======== Data extract

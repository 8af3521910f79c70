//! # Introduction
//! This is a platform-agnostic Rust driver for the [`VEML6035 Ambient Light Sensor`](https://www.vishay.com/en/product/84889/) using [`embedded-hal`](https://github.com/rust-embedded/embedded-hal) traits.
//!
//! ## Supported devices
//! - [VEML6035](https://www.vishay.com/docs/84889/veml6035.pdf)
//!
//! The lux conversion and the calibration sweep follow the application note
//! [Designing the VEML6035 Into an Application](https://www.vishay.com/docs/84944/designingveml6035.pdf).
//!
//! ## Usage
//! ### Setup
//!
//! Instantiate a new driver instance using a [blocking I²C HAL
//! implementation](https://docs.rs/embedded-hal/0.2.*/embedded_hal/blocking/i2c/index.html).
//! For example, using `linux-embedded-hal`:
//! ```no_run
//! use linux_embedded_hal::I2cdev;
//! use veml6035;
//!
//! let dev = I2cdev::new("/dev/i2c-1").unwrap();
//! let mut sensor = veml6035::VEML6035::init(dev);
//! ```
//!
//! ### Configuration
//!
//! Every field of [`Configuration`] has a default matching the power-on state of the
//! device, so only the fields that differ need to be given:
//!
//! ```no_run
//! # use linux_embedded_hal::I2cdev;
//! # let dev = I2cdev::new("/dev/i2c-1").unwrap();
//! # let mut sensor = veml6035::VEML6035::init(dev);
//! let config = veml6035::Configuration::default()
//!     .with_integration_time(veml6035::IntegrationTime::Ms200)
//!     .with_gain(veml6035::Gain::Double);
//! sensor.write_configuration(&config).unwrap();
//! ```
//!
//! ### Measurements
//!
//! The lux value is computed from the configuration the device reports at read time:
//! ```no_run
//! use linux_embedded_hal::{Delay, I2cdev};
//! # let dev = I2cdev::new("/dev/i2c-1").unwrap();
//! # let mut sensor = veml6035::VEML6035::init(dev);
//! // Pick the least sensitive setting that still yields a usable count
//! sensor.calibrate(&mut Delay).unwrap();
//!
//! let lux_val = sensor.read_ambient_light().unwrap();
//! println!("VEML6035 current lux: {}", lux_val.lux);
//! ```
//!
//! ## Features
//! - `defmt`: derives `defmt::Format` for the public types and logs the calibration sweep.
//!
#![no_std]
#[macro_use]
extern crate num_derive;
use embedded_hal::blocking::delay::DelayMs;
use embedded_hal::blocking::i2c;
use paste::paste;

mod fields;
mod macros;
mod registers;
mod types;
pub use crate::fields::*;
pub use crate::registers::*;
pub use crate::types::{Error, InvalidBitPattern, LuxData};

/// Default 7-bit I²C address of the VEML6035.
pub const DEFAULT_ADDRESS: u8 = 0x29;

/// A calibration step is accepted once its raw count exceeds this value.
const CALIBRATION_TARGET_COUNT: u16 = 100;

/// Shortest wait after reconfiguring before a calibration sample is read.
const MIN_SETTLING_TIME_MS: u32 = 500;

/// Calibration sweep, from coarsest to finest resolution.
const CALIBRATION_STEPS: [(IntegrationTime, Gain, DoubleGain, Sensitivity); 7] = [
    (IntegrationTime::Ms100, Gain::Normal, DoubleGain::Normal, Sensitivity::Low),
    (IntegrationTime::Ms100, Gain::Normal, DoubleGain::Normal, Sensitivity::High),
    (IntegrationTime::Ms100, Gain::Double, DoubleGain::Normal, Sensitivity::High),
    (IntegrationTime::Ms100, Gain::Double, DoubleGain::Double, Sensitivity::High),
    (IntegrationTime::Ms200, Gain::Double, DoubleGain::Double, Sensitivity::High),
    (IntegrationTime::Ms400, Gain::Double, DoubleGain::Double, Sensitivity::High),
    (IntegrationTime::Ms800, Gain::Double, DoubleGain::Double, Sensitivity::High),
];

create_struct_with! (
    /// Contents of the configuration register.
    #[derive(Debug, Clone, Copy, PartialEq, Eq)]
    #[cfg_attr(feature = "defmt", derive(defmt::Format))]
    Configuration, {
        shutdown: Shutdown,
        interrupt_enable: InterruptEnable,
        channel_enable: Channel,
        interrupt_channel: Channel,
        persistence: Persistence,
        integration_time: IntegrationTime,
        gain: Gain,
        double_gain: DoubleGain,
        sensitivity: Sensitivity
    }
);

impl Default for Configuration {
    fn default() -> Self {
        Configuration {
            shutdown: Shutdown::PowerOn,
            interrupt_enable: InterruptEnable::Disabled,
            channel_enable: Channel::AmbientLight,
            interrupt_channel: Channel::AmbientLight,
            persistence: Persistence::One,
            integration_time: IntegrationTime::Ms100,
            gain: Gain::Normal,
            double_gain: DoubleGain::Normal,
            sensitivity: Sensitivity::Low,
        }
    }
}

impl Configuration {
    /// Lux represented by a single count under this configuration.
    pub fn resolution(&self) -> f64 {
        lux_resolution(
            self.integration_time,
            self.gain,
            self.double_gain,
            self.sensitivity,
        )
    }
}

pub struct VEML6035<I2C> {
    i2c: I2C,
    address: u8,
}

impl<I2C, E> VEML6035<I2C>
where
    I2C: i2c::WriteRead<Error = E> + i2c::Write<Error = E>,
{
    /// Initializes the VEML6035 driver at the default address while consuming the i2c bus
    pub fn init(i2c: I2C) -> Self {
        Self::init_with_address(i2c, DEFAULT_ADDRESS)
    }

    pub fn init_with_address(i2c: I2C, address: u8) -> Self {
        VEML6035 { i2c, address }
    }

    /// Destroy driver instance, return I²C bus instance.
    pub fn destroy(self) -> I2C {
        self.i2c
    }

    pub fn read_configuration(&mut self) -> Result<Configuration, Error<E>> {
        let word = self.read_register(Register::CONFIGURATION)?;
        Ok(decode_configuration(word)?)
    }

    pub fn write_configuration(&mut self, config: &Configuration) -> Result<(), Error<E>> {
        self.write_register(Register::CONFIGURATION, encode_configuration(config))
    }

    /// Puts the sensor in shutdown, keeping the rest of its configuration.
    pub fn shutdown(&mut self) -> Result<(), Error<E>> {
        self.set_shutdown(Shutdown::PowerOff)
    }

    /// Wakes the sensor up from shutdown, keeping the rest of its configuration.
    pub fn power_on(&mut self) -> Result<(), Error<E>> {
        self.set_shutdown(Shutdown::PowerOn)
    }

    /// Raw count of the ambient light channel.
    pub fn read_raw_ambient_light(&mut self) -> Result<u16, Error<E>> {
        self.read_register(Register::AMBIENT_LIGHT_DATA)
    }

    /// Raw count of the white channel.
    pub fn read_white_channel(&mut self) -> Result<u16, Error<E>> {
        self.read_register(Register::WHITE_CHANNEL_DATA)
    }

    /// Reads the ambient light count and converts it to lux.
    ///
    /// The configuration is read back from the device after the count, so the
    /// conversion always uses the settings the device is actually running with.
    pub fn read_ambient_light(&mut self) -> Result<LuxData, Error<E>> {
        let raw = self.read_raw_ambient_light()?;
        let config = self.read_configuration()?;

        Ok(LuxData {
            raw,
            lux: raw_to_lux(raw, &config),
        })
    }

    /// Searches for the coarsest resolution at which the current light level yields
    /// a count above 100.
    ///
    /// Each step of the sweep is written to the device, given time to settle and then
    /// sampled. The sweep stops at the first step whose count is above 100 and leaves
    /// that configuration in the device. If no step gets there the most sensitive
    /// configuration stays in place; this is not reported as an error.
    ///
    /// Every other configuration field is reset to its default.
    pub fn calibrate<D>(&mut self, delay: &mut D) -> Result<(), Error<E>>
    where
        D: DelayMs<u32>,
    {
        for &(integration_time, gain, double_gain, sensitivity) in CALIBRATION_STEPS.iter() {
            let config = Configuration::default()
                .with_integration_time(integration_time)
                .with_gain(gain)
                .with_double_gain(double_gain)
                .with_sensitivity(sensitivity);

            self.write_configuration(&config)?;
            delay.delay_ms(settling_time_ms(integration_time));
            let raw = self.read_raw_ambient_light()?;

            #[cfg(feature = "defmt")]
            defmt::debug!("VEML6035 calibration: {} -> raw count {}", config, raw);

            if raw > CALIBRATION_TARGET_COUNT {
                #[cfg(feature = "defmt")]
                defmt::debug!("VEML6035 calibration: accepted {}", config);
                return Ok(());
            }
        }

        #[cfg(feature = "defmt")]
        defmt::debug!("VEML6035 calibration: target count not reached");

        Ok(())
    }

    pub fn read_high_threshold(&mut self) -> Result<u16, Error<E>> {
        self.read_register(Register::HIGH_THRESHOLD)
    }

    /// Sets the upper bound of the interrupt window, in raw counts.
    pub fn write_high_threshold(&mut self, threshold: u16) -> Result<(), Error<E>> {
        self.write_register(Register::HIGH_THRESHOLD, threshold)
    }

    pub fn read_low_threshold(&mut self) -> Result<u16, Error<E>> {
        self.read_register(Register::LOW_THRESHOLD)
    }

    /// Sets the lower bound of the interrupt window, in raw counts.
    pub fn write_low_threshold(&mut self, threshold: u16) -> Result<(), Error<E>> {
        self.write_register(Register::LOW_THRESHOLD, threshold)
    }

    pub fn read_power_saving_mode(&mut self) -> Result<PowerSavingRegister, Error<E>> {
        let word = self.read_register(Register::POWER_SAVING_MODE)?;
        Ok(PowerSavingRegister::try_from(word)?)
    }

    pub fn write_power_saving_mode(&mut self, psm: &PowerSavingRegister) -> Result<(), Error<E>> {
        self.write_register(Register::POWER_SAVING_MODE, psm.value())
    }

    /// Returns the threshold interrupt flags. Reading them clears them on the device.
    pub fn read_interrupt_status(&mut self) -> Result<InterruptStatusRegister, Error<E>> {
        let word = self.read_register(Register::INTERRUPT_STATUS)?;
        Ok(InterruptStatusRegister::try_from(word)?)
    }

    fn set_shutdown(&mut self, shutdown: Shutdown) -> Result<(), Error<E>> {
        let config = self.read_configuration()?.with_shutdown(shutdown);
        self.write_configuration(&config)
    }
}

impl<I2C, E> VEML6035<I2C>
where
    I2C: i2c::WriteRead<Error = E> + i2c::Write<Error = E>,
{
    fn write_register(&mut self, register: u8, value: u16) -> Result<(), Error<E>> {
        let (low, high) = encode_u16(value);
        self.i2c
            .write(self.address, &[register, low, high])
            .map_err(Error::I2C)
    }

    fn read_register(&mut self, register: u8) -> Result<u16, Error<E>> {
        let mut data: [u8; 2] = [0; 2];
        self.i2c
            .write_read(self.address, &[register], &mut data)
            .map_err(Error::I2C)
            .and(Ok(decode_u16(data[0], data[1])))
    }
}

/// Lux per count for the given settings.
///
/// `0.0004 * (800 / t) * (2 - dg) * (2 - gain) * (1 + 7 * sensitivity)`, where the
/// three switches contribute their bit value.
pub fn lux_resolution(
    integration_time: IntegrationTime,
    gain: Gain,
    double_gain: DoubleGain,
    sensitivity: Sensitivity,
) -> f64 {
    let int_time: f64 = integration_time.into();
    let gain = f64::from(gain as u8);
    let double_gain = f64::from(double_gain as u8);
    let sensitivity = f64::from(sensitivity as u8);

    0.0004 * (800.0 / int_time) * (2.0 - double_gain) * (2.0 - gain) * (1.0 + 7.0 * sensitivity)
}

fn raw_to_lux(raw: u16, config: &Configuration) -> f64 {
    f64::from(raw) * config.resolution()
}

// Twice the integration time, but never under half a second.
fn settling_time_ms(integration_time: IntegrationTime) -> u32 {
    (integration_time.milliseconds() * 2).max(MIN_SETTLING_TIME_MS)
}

================

__Your goal__.
The lines from the first of the entries through the line holding "extern crate num_derive;" are to be restated word for word, and no others.

__Output of the exercise__.
repository 8af3521910f79c70
//! # Introduction
//! This is a platform-agnostic Rust driver for the [`VEML6035 Ambient Light Sensor`](https://www.vishay.com/en/product/84889/) using [`embedded-hal`](https://github.com/rust-embedded/embedded-hal) traits.
//!
//! ## Supported devices
//! - [VEML6035](https://www.vishay.com/docs/84889/veml6035.pdf)
//!
//! The lux conversion and the calibration sweep follow the application note
//! [Designing the VEML6035 Into an Application](https://www.vishay.com/docs/84944/designingveml6035.pdf).
//!
//! ## Usage
//! ### Setup
//!
//! Instantiate a new driver instance using a [blocking I²C HAL
//! implementation](https://docs.rs/embedded-hal/0.2.*/embedded_hal/blocking/i2c/index.html).
//! For example, using `linux-embedded-hal`:
//! ```no_run
//! use linux_embedded_hal::I2cdev;
//! use veml6035;
//!
//! let dev = I2cdev::new("/dev/i2c-1").unwrap();
//! let mut sensor = veml6035::VEML6035::init(dev);
//! ```
//!
//! ### Configuration
//!
//! Every field of [`Configuration`] has a default matching the power-on state of the
//! device, so only the fields that differ need to be given:
//!
//! ```no_run
//! # use linux_embedded_hal::I2cdev;
//! # let dev = I2cdev::new("/dev/i2c-1").unwrap();
//! # let mut sensor = veml6035::VEML6035::init(dev);
//! let config = veml6035::Configuration::default()
//!     .with_integration_time(veml6035::IntegrationTime::Ms200)
//!     .with_gain(veml6035::Gain::Double);
//! sensor.write_configuration(&config).unwrap();
//! ```
//!
//! ### Measurements
//!
//! The lux value is computed from the configuration the device reports at read time:
//! ```no_run
//! use linux_embedded_hal::{Delay, I2cdev};
//! # let dev = I2cdev::new("/dev/i2c-1").unwrap();
//! # let mut sensor = veml6035::VEML6035::init(dev);
//! // Pick the least sensitive setting that still yields a usable count
//! sensor.calibrate(&mut Delay).unwrap();
//!
//! let lux_val = sensor.read_ambient_light().unwrap();
//! println!("VEML6035 current lux: {}", lux_val.lux);
//! ```
//!
//! ## Features
//! - `defmt`: derives `defmt::Format` for the public types and logs the calibration sweep.
//!
#![no_std]
#[macro_use]
extern crate num_derive;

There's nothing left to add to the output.